Samuel Fuller nu e cru

Samuel Fuller virou cineasta porque cobriu durante anos aquela considerada a escola de vida numa Redação, a seção de Polícia. Foi repórter policial, mas antes vendeu jornal nas ruas de Nova York e se orgulhava de ser “pequeno jornaleiro”. Acompanhava reportagens de polícia por mero gosto até convencer o editor de que sabia mais sobre um assassinato do que o jornal pretendia publicar. Escreveu a matéria, virou jornalista e deu o furo. Foi o primeiro a registrar, em 1929, a morte da atriz da Broadway Jeanne Eagles, ex-dançarina do Ziegfeld Follies, causada por um coquetel de álcool e heroína. Fuller tinha 17 anos, era seu primeiro emprego.

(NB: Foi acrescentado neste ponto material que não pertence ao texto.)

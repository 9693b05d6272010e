use super::{Moments, Optimizer};
use crate::{MlErr, Result, tensor::Tensor};

/// Gradient descent optimization algorithm.
#[derive(Debug, Clone, Copy)]
pub struct GradientDescent {
    learning_rate: f32,
}

impl GradientDescent {
    /// Creates a new `GradientDescent` optimizer.
    ///
    /// # Arguments
    /// * `learning_rate` - The small coefficient that modulates the amount of training per update.
    ///
    /// # Returns
    /// A new `GradientDescent` instance or an error if `learning_rate` isn't a positive number.
    pub fn new(learning_rate: f32) -> Result<Self> {
        if !(learning_rate.is_finite() && learning_rate > 0.) {
            return Err(MlErr::InvalidHyperparameter {
                what: "learning rate",
                value: learning_rate,
            });
        }

        Ok(Self { learning_rate })
    }

    pub fn learning_rate(&self) -> f32 {
        self.learning_rate
    }
}

impl Optimizer for GradientDescent {
    /// Makes a step in the opposite direction of the gradient, with a length of `learning_rate`.
    fn update_params(&self, grad: &Tensor, params: &mut Tensor, _moments: &mut Moments) {
        let lr = self.learning_rate;

        for (p, g) in params.as_mut_slice().iter_mut().zip(grad.as_slice()) {
            *p -= lr * g;
        }
    }
}
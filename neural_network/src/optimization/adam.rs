use ndarray::{ArrayView1, ArrayViewMut1, Zip};

use super::{Moments, Optimizer};
use crate::{MlErr, Result, tensor::Tensor};

#[derive(Debug, Clone, Copy)]
pub struct Adam {
    learning_rate: f32,
    beta1: f32,
    beta2: f32,
    epsilon: f32,
}

impl Adam {
    /// Creates a new `Adam` optimizer.
    ///
    /// # Arguments
    /// * `learning_rate` - The small coefficient that modulates the amount of training per update.
    /// * `beta1`, `beta2`, `epsilon` - Hyperparameters to the optimization algorithm.
    ///
    /// # Returns
    /// A new `Adam` instance or an error if a hyperparameter is out of range.
    pub fn new(learning_rate: f32, beta1: f32, beta2: f32, epsilon: f32) -> Result<Self> {
        let checks = [
            ("learning rate", learning_rate, learning_rate > 0.),
            ("beta1", beta1, (0.0..1.0).contains(&beta1)),
            ("beta2", beta2, (0.0..1.0).contains(&beta2)),
            ("epsilon", epsilon, epsilon > 0.),
        ];

        for (what, value, valid) in checks {
            if !(value.is_finite() && valid) {
                return Err(MlErr::InvalidHyperparameter { what, value });
            }
        }

        Ok(Self {
            learning_rate,
            beta1,
            beta2,
            epsilon,
        })
    }

    /// Creates a new `Adam` optimizer with `beta1 = 0.9`, `beta2 = 0.999` and `epsilon = 1e-7`.
    pub fn with_learning_rate(learning_rate: f32) -> Result<Self> {
        Self::new(learning_rate, 0.9, 0.999, 1e-7)
    }
}

impl Optimizer for Adam {
    fn update_params(&self, grad: &Tensor, params: &mut Tensor, moments: &mut Moments) {
        let Self {
            learning_rate: lr,
            beta1: b1,
            beta2: b2,
            epsilon: eps,
        } = *self;

        moments.steps += 1;
        let t = moments.steps as i32;
        let bc1 = 1. - b1.powi(t);
        let bc2 = 1. - b2.powi(t);

        Zip::from(ArrayViewMut1::from(params.as_mut_slice()))
            .and(ArrayView1::from(grad.as_slice()))
            .and(ArrayViewMut1::from(moments.first.as_mut_slice()))
            .and(ArrayViewMut1::from(moments.second.as_mut_slice()))
            .par_for_each(|p, &g, m, v| {
                *m = b1 * *m + (1. - b1) * g;
                *v = b2 * *v + (1. - b2) * g * g;
                *p -= lr * (*m / bc1) / ((*v / bc2).sqrt() + eps);
            });
    }
}
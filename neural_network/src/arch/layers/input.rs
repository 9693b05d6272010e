use crate::{
    MlErr, Result,
    tensor::{Shape, Tensor},
};

/// The first layer of every network, it only declares the expected input shape.
#[derive(Debug, Clone)]
pub struct Input {
    shape: Shape,
}

impl Input {
    pub fn new(shape: Shape) -> Self {
        Self { shape }
    }

    pub fn shape(&self) -> Shape {
        self.shape
    }

    pub fn feedforward(&self, x: &mut Tensor) -> Result<()> {
        if x.shape() != self.shape {
            return Err(MlErr::ShapeMismatch {
                what: "input layer",
                got: x.shape(),
                expected: self.shape,
            });
        }

        Ok(())
    }
}
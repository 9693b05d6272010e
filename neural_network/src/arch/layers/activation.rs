use super::ActivationCache;
use crate::{
    MlErr, Result,
    arch::activations::ActFn,
    tensor::{Shape, Tensor},
};

/// Applies an `ActFn` to its input, keeping the shape.
#[derive(Debug, Clone)]
pub struct Activation {
    shape: Shape,
    act_fn: ActFn,
    training_mode: bool,
}

impl Activation {
    pub fn new(shape: Shape, act_fn: ActFn, training_mode: bool) -> Self {
        Self {
            shape,
            act_fn,
            training_mode,
        }
    }

    pub fn shape(&self) -> Shape {
        self.shape
    }

    pub fn act_fn(&self) -> ActFn {
        self.act_fn
    }

    /// Applies the activation function in place, caching the input while training.
    pub fn feedforward(&self, x: &mut Tensor, cache: Option<&mut ActivationCache>) -> Result<()> {
        if x.shape() != self.shape {
            return Err(MlErr::ShapeMismatch {
                what: "activation feedforward",
                got: x.shape(),
                expected: self.shape,
            });
        }

        if let Some(cache) = cache {
            if self.training_mode {
                cache.push(x.clone());
            }
        }

        self.act_fn.forward(x);
        Ok(())
    }

    pub fn backprop(&self, delta: &mut Tensor, cache: &mut ActivationCache) -> Result<()> {
        let input = cache.pop("activation")?;
        self.act_fn.backward(&input, delta)
    }
}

O documentário que sua única filha fez sobre o pai quase avô (ela nasceu quando Fuller tinha 63 anos), A Fuller Life, é uma raridade que tem 99% de chances de não entrar em circuito comercial. O doc está na 37ª Mostra de Internacional de Cinema de São Paulo (de 18 a 30/10). Raridade para cinéfilos, acima de tudo para jornalistas.

Numa entrevista concedida a esta repórter, em 1988, durante as filmagens em Lisboa de A Street of No Return (Uma rua sem volta), Fuller, então com 76 anos, orgulhava-se da sua origem profissional. “Jornalismo e cinema estão ligados. Godard também foi jornalista no começo da carreira e o meu grande sonho até hoje, mais do que fazer cinema ou escrever um livro, é ter meu próprio jornal.”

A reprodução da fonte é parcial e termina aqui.